Deval Patrick

Deval Patrick on stage receiving his honorary degree with Ohad Elhelo, Provost Lisa Lynch and President Ron Liebowitz

Left to Right: Ohad Elhelo ’16, MAief’17, Deval Patrick, Provost Lisa Lynch, P’17, President Ron Liebowitz

Deval Patrick served two terms as the 71st governor of the Commonwealth of Massachusetts, from 2007 to 2015. He is the first African-American to be elected to that position.

Patrick is currently a managing director at Bain Capital Double Impact, which pursues investments that deliver both a competitive financial return and a significant positive social impact.

He also serves as chair of the advisory board for Our Generation Speaks, an innovative fellowship program that, in partnership with Brandeis and MassChallenge, helps young Israeli and Palestinian leaders start sustainable ventures that can create jobs, build bridges and nurture hope in their communities.

Raised by a single mother on the South Side of Chicago, Patrick came to Massachusetts at age 14 when he earned a scholarship to Milton Academy. After graduating from Harvard College and Harvard Law School, he clerked for a federal appellate judge, then launched a career as an attorney and a business executive, becoming partner at two Boston law firms, and a senior executive at Texaco and Coca-Cola.  

In 1994, President Bill Clinton appointed Patrick to the nation’s top civil-rights post, assistant attorney general for civil rights in the U.S. Department of Justice. During his tenure, Patrick led a sweeping investigation of an outbreak of arsons at predominately black churches throughout the South. Until the probe into 9/11, it was the largest investigation ever mounted by the U.S. government.
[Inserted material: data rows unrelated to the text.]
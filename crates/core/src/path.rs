//! Path codec
//!
//! Every stored row is keyed by a path string. This module defines:
//! - The order-preserving array index encoding ([`encode_index`] / [`decode_index`])
//! - Key validation for object field names ([`validate_key`])
//! - [`PathSegment`] and [`JsonPath`]: the parsed form of caller paths such as
//!   `/users/u1000/tags/2`, and their storage prefix form (`/users/u1000/tags/[2/`)
//!
//! # Index encoding
//!
//! Array indices are written as a self-describing length chain so that plain
//! byte comparison orders them numerically without padding:
//!
//! | Index | Encoded |
//! |-------|---------|
//! | 0 | `[0` |
//! | 9 | `[9` |
//! | 10 | `[[210` |
//! | 123 | `[[3123` |
//! | 1234567890 | `[[[2101234567890` |
//!
//! One marker per link of the chain, then the chain from the shortest length
//! to the value itself.

use crate::error::{Error, Result};
use std::fmt;
use std::str::FromStr;

// =============================================================================
// Constants
// =============================================================================

/// Marker that prefixes every encoded array index segment.
pub const INDEX_MARKER: char = '[';

/// Separator between path segments.
pub const SEPARATOR: char = '/';

/// Maximum length of an object key, in characters.
pub const MAX_KEY_LENGTH: usize = 768;

// =============================================================================
// Index encoding
// =============================================================================

/// Encode an array index so that `encode_index(a) < encode_index(b)` iff `a < b`.
pub fn encode_index(index: u64) -> String {
    let mut chain = vec![index.to_string()];
    while chain[chain.len() - 1].len() > 1 {
        let len = chain[chain.len() - 1].len().to_string();
        chain.push(len);
    }

    let mut encoded = String::with_capacity(chain.len() * 2 + 20);
    for _ in 0..chain.len() {
        encoded.push(INDEX_MARKER);
    }
    for link in chain.iter().rev() {
        encoded.push_str(link);
    }
    encoded
}

/// Decode a segment produced by [`encode_index`].
///
/// Returns [`Error::Corruption`] if the segment is not a well-formed chain.
pub fn decode_index(segment: &str) -> Result<u64> {
    let corrupt = || Error::Corruption(format!("malformed array index segment '{}'", segment));

    let mut remaining = segment.trim_start_matches(INDEX_MARKER);
    if remaining.len() == segment.len() || remaining.is_empty() {
        return Err(corrupt());
    }

    let mut width: u64 = 1;
    while !remaining.is_empty() {
        let take = usize::try_from(width).map_err(|_| corrupt())?;
        if take == 0 || take > remaining.len() || !remaining.is_char_boundary(take) {
            return Err(corrupt());
        }
        let (link, rest) = remaining.split_at(take);
        if !link.bytes().all(|b| b.is_ascii_digit()) {
            return Err(corrupt());
        }
        width = link.parse::<u64>().map_err(|_| corrupt())?;
        remaining = rest;
    }

    // Only the canonical chain is accepted: marker count and link widths must agree.
    if encode_index(width) != segment {
        return Err(corrupt());
    }
    Ok(width)
}

/// Whether a stored segment is an encoded array index.
pub fn is_index_segment(segment: &str) -> bool {
    segment.starts_with(INDEX_MARKER)
}

// =============================================================================
// Key validation
// =============================================================================

/// Validate an object key.
///
/// Keys may not be empty, may not contain `. % $ # [ ] /` or ASCII control
/// characters (0-31 and 127), and are capped at [`MAX_KEY_LENGTH`] characters.
pub fn validate_key(key: &str) -> Result<&str> {
    if key.is_empty() {
        return Err(Error::invalid_key(key, "key cannot be empty"));
    }
    let reserved = key
        .chars()
        .any(|c| matches!(c, '.' | '%' | '$' | '#' | '[' | ']' | '/' | '\u{0}'..='\u{1f}' | '\u{7f}'));
    if reserved {
        return Err(Error::invalid_key(
            key,
            "cannot contain ., %, $, #, [, ], /, or ASCII control characters 0-31 or 127",
        ));
    }
    if key.chars().count() > MAX_KEY_LENGTH {
        return Err(Error::invalid_key(key, "key cannot be longer than 768 characters"));
    }
    Ok(key)
}

/// Smallest string greater than every string that starts with `key` and
/// continues with a character greater than the last one of `key`.
///
/// Used to turn inclusive/exclusive key bounds into half-open path ranges.
pub fn increment_key(key: &str) -> String {
    let mut chars: Vec<char> = key.chars().collect();
    if let Some(last) = chars.last_mut() {
        let mut next = *last as u32 + 1;
        if (0xD800..0xE000).contains(&next) {
            next = 0xE000;
        }
        match char::from_u32(next) {
            Some(c) => *last = c,
            None => chars.push('\u{0}'),
        }
    }
    chars.into_iter().collect()
}

/// Exclusive upper bound of the half-open range covering every stored path
/// that starts with `prefix`. `prefix` must end with [`SEPARATOR`].
pub fn prefix_upper_bound(prefix: &str) -> String {
    debug_assert!(prefix.ends_with(SEPARATOR));
    let mut upper = prefix[..prefix.len() - 1].to_string();
    // '0' is the character immediately after '/'
    upper.push('0');
    upper
}

// =============================================================================
// PathSegment and JsonPath
// =============================================================================

/// A segment in a document path
#[derive(Debug, Clone, PartialEq, Eq, Hash)]
pub enum PathSegment {
    /// Object key
    Key(String),
    /// Array index
    Index(u64),
}

impl PathSegment {
    /// Build a validated key segment.
    pub fn key(key: impl Into<String>) -> Result<Self> {
        let key = key.into();
        validate_key(&key)?;
        Ok(PathSegment::Key(key))
    }

    /// Parse one caller-supplied segment: all-digit segments are array
    /// indices, anything else must be a valid key.
    pub fn parse(raw: &str) -> Result<Self> {
        validate_key(raw)?;
        if raw.bytes().all(|b| b.is_ascii_digit()) {
            let index = raw
                .parse::<u64>()
                .map_err(|_| Error::invalid_key(raw, "array index out of range"))?;
            Ok(PathSegment::Index(index))
        } else {
            Ok(PathSegment::Key(raw.to_string()))
        }
    }

    /// Decode a stored segment back into its logical form.
    pub fn decode(stored: &str) -> Result<Self> {
        if is_index_segment(stored) {
            Ok(PathSegment::Index(decode_index(stored)?))
        } else {
            Ok(PathSegment::Key(stored.to_string()))
        }
    }

    /// Storage form of this segment.
    pub fn encode(&self) -> String {
        match self {
            PathSegment::Key(k) => k.clone(),
            PathSegment::Index(i) => encode_index(*i),
        }
    }
}

impl fmt::Display for PathSegment {
    fn fmt(&self, f: &mut fmt::Formatter<'_>) -> fmt::Result {
        match self {
            PathSegment::Key(k) => write!(f, "{}", k),
            PathSegment::Index(i) => write!(f, "{}", i),
        }
    }
}

/// A path into the logical document tree
///
/// Caller paths are `/`-separated; empty segments are ignored, so `""`, `"/"`
/// and `"//"` all name the root. All-digit segments address array slots.
///
/// # Examples
///
/// ```
/// use jsondb_core::path::JsonPath;
///
/// let path: JsonPath = "/doc/items/2".parse().unwrap();
/// assert_eq!(path.db_prefix(), "/doc/items/[2/");
/// assert_eq!(path.to_string(), "/doc/items/2");
/// assert_eq!(JsonPath::root().db_prefix(), "/");
/// ```
#[derive(Debug, Clone, PartialEq, Eq, Hash, Default)]
pub struct JsonPath {
    segments: Vec<PathSegment>,
}

impl JsonPath {
    /// The root path
    pub fn root() -> Self {
        JsonPath::default()
    }

    /// Parse a caller path, validating every segment.
    pub fn parse(path: &str) -> Result<Self> {
        let segments = path
            .split(SEPARATOR)
            .filter(|s| !s.is_empty())
            .map(PathSegment::parse)
            .collect::<Result<Vec<_>>>()?;
        Ok(JsonPath { segments })
    }

    /// Parse a storage path or prefix (`/a/[0/`) back into a `JsonPath`.
    pub fn from_db_path(stored: &str) -> Result<Self> {
        let segments = stored
            .split(SEPARATOR)
            .filter(|s| !s.is_empty())
            .map(PathSegment::decode)
            .collect::<Result<Vec<_>>>()?;
        Ok(JsonPath { segments })
    }

    /// Append a segment
    pub fn child(mut self, segment: PathSegment) -> Self {
        self.segments.push(segment);
        self
    }

    /// Append a caller-supplied segment (numeric segments become indices).
    pub fn join(&self, raw: &str) -> Result<Self> {
        Ok(self.clone().child(PathSegment::parse(raw)?))
    }

    /// Segments of this path
    pub fn segments(&self) -> &[PathSegment] {
        &self.segments
    }

    /// Whether this is the root path
    pub fn is_root(&self) -> bool {
        self.segments.is_empty()
    }

    /// Number of segments
    pub fn len(&self) -> usize {
        self.segments.len()
    }

    /// Whether the path has no segments (same as [`JsonPath::is_root`])
    pub fn is_empty(&self) -> bool {
        self.segments.is_empty()
    }

    /// Parent path, or `None` for the root
    pub fn parent(&self) -> Option<JsonPath> {
        if self.segments.is_empty() {
            return None;
        }
        Some(JsonPath {
            segments: self.segments[..self.segments.len() - 1].to_vec(),
        })
    }

    /// Storage prefix: a leading `/`, each encoded segment followed by `/`.
    pub fn db_prefix(&self) -> String {
        let mut prefix = String::from(SEPARATOR);
        for segment in &self.segments {
            prefix.push_str(&segment.encode());
            prefix.push(SEPARATOR);
        }
        prefix
    }

    /// Storage prefixes of every strict ancestor, nearest first, including the root.
    ///
    /// A leaf row stored at any of these would conflict with a subtree written here.
    pub fn ancestor_prefixes(&self) -> Vec<String> {
        let mut prefixes = Vec::with_capacity(self.segments.len());
        let mut current = self.parent();
        while let Some(path) = current {
            prefixes.push(path.db_prefix());
            current = path.parent();
        }
        prefixes
    }
}

impl FromStr for JsonPath {
    type Err = Error;

    fn from_str(s: &str) -> Result<Self> {
        JsonPath::parse(s)
    }
}

impl fmt::Display for JsonPath {
    fn fmt(&self, f: &mut fmt::Formatter<'_>) -> fmt::Result {
        if self.segments.is_empty() {
            return write!(f, "/");
        }
        for segment in &self.segments {
            write!(f, "/{}", segment)?;
        }
        Ok(())
    }
}

#[cfg(test)]
mod tests {
    use super::*;
    use proptest::prelude::*;

    #[test]
    fn test_encode_small_indices() {
        assert_eq!(encode_index(0), "[0");
        assert_eq!(encode_index(9), "[9");
        assert_eq!(encode_index(10), "[[210");
        assert_eq!(encode_index(123), "[[3123");
        assert_eq!(encode_index(1_234_567_890), "[[[2101234567890");
    }

    #[test]
    fn test_decode_inverts_examples() {
        for n in [0u64, 1, 9, 10, 99, 100, 12345, 999_999_999, u64::MAX] {
            assert_eq!(decode_index(&encode_index(n)).unwrap(), n);
        }
    }

    #[test]
    fn test_decode_rejects_garbage() {
        assert!(matches!(decode_index("abc"), Err(Error::Corruption(_))));
        assert!(matches!(decode_index("["), Err(Error::Corruption(_))));
        assert!(matches!(decode_index("[[9"), Err(Error::Corruption(_))));
        assert!(matches!(decode_index("[x"), Err(Error::Corruption(_))));
    }

    #[test]
    fn test_ordering_across_widths() {
        let mut encoded: Vec<String> = [0u64, 1, 2, 9, 10, 11, 99, 100, 101, 1000]
            .iter()
            .map(|i| encode_index(*i))
            .collect();
        let sorted = {
            let mut s = encoded.clone();
            s.sort();
            s
        };
        assert_eq!(encoded, sorted);
        encoded.reverse();
        assert_ne!(encoded, sorted);
    }

    #[test]
    fn test_validate_key_rejects_reserved_characters() {
        for bad in ["a.b", "a%", "$a", "#", "[x", "x]", "a/b", "tab\t", "del\u{7f}", "nul\u{0}"] {
            assert!(
                matches!(validate_key(bad), Err(Error::InvalidKey { .. })),
                "{bad:?} should be rejected"
            );
        }
        assert!(validate_key("").is_err());
        assert!(validate_key("hello-world_1 ok").is_ok());
        assert!(validate_key("ünïcödé").is_ok());
    }

    #[test]
    fn test_validate_key_length_cap() {
        assert!(validate_key(&"k".repeat(MAX_KEY_LENGTH)).is_ok());
        assert!(validate_key(&"k".repeat(MAX_KEY_LENGTH + 1)).is_err());
    }

    #[test]
    fn test_parse_path_numeric_segments_become_indices() {
        let path = JsonPath::parse("/users/u1000/tags/2").unwrap();
        assert_eq!(
            path.segments(),
            &[
                PathSegment::Key("users".into()),
                PathSegment::Key("u1000".into()),
                PathSegment::Key("tags".into()),
                PathSegment::Index(2),
            ]
        );
        assert_eq!(path.db_prefix(), "/users/u1000/tags/[2/");
    }

    #[test]
    fn test_parse_root_variants() {
        for root in ["", "/", "//"] {
            let path = JsonPath::parse(root).unwrap();
            assert!(path.is_root());
            assert_eq!(path.db_prefix(), "/");
            assert_eq!(path.to_string(), "/");
        }
    }

    #[test]
    fn test_parse_rejects_invalid_segment() {
        assert!(JsonPath::parse("/a/b.c").is_err());
        assert!(JsonPath::parse("/a/99999999999999999999999").is_err());
    }

    #[test]
    fn test_display_normalises_slashes() {
        let path = JsonPath::parse("doc//items/0/").unwrap();
        assert_eq!(path.to_string(), "/doc/items/0");
    }

    #[test]
    fn test_from_db_path_round_trip() {
        let path = JsonPath::parse("/a/12/b").unwrap();
        let back = JsonPath::from_db_path(&path.db_prefix()).unwrap();
        assert_eq!(back, path);
    }

    #[test]
    fn test_ancestor_prefixes_include_root() {
        let path = JsonPath::parse("/a/b/c").unwrap();
        assert_eq!(path.ancestor_prefixes(), vec!["/a/b/", "/a/", "/"]);
        assert!(JsonPath::root().ancestor_prefixes().is_empty());
    }

    #[test]
    fn test_prefix_upper_bound() {
        assert_eq!(prefix_upper_bound("/"), "0");
        assert_eq!(prefix_upper_bound("/doc/"), "/doc0");
        assert!("/doc/zzz/" < prefix_upper_bound("/doc/").as_str());
        assert!("/doc0" >= prefix_upper_bound("/doc/").as_str());
    }

    #[test]
    fn test_increment_key() {
        assert_eq!(increment_key("abc"), "abd");
        assert_eq!(increment_key("a"), "b");
        assert_eq!(increment_key(""), "");
    }

    proptest! {
        #[test]
        fn prop_encoding_preserves_order(a in 0u64..1_000_000_000, b in 0u64..1_000_000_000) {
            let (ea, eb) = (encode_index(a), encode_index(b));
            prop_assert_eq!(a.cmp(&b), ea.cmp(&eb));
        }

        #[test]
        fn prop_decode_inverts_encode(n in any::<u64>()) {
            prop_assert_eq!(decode_index(&encode_index(n)).unwrap(), n);
        }

        #[test]
        fn prop_index_segments_sort_inside_paths(a in 0u64..100_000, b in 0u64..100_000) {
            let pa = JsonPath::root().child(PathSegment::Index(a)).db_prefix();
            let pb = JsonPath::root().child(PathSegment::Index(b)).db_prefix();
            prop_assert_eq!(a.cmp(&b), pa.cmp(&pb));
        }
    }
}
In his first bid for public office, Patrick, a Democrat, was elected governor of Massachusetts. At the State House, he oversaw the expansion of affordable health care to more than 98 percent of the Commonwealth’s residents, launched initiatives stimulating clean energy and biotechnology, won a national Race

to the Top grant, and steered Massachusetts from a recession to a 25-year high in employment.  

He is the author of the books “A Reason to Believe: Lessons From an Improbable Life” (2011) and “Faith in the Dream: A Call to the Nation to Reclaim American Values” (2012).

Honorary Degree Citation

As the title of your memoir eloquently observes, yours has been an “improbable” life. Born on Chicago’s South Side, raised by a single mother who struggled to make ends meet, you won a scholarship to Milton Academy, then went on to graduate from Harvard College and Harvard Law School. You have been both a partner at prestigious law firms and a senior executive at Texaco and Coca-Cola. President Bill Clinton appointed you to the nation’s highest civil-rights post, even though years earlier — when he was the Arkansas governor and you were an attorney at the NAACP Legal Defense Fund — you sued him in a voting-rights case. And, in perhaps the most improbable twist of all, you won your very first bid for public office, becoming the first African-American to serve as governor of Massachusetts. Throughout these unlikely turns, one thread is constant: You appeal to our better angels, urging us to do what we can to help others and build a stronger community. This advocacy continues at Our Generation Speaks, a leadership program whose advisory board you chair, which partners with Brandeis and MassChallenge to bring young Israeli and Palestinian leaders together to jump-start ventures that will uplift their neighbors back home. For all that you have accomplished, we are pleased to recognize you with Brandeis University’s highest honor.